» What the task asks
What do the lines say from the start of the entries through the one containing "discards the body."? Repeat them exactly.

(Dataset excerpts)
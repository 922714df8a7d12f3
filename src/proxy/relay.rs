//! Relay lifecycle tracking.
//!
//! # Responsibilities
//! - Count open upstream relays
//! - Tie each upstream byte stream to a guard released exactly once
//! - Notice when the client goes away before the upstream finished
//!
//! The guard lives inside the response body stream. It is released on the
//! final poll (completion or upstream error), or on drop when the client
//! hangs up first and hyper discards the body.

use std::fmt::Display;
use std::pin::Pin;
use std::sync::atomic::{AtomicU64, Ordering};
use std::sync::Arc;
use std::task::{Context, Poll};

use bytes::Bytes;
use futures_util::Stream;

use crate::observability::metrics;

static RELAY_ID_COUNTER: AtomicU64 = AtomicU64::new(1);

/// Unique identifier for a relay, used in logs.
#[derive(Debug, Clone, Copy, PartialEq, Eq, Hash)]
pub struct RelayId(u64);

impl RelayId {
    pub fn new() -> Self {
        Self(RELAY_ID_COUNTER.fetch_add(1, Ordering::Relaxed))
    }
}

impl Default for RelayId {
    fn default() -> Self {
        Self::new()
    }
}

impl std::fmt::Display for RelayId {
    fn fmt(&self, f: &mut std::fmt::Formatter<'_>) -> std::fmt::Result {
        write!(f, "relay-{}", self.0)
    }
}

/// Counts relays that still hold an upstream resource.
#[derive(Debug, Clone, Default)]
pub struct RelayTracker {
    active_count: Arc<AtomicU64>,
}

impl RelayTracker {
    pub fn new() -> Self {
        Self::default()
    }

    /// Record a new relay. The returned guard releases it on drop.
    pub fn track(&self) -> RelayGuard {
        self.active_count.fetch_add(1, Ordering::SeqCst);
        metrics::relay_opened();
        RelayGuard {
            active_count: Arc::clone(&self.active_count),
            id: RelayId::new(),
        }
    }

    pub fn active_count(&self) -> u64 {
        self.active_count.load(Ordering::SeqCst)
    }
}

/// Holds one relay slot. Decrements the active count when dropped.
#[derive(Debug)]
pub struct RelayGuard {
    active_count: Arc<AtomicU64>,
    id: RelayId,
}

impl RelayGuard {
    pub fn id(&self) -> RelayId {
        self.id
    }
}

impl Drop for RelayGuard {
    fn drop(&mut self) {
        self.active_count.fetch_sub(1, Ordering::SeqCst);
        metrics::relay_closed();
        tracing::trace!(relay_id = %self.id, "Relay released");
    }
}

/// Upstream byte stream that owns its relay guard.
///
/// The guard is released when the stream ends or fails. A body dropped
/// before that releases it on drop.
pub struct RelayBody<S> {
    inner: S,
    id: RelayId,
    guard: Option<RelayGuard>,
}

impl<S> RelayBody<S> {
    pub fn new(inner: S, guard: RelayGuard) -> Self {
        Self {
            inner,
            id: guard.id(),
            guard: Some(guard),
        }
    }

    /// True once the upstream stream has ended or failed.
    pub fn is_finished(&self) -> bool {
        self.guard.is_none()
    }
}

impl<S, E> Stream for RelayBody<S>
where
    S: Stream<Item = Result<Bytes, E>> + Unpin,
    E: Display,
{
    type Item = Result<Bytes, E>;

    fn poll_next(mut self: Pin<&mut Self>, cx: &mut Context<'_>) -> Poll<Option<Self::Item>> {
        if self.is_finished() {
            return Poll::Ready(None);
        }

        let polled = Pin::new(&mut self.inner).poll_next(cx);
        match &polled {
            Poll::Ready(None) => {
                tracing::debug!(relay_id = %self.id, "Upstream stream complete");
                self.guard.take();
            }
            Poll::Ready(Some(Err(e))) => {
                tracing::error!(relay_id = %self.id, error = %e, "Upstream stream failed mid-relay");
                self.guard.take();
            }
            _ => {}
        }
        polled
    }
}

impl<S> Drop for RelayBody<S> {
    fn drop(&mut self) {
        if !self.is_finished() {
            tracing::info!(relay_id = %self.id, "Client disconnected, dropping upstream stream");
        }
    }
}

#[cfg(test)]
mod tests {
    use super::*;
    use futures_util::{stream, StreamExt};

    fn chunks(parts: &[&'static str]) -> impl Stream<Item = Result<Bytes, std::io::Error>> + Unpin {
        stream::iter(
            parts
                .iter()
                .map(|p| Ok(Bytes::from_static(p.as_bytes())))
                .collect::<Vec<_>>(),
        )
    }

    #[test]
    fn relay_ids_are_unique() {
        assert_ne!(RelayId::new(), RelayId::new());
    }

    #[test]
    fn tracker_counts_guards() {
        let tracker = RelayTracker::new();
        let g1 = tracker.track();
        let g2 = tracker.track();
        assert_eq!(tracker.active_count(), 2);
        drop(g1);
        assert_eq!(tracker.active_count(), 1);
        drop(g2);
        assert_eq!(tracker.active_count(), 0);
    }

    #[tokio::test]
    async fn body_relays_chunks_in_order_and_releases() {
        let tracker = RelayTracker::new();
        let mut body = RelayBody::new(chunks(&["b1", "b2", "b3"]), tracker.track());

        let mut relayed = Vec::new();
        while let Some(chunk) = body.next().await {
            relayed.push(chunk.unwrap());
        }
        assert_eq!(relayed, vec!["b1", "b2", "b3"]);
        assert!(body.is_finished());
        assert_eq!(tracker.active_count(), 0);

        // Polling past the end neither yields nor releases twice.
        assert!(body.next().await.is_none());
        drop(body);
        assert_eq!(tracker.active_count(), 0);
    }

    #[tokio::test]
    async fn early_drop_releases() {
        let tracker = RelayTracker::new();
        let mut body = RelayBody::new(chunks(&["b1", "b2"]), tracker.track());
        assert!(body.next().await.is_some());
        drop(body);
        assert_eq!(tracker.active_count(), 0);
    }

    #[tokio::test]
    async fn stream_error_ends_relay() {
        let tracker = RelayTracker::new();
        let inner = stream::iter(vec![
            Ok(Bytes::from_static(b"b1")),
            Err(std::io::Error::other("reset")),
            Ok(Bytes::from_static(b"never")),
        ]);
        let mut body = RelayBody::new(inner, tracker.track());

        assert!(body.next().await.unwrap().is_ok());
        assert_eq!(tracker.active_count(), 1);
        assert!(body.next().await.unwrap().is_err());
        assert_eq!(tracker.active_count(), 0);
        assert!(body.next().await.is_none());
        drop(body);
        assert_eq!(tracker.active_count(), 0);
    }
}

» Reply to the task
repository 922714df8a7d12f3
filename src/proxy/relay.rs
//! Relay lifecycle tracking.
//!
//! # Responsibilities
//! - Count open upstream relays
//! - Tie each upstream byte stream to a guard released exactly once
//! - Notice when the client goes away before the upstream finished
//!
//! The guard lives inside the response body stream. It is released on the
//! final poll (completion or upstream error), or on drop when the client
//! hangs up first and hyper discards the body.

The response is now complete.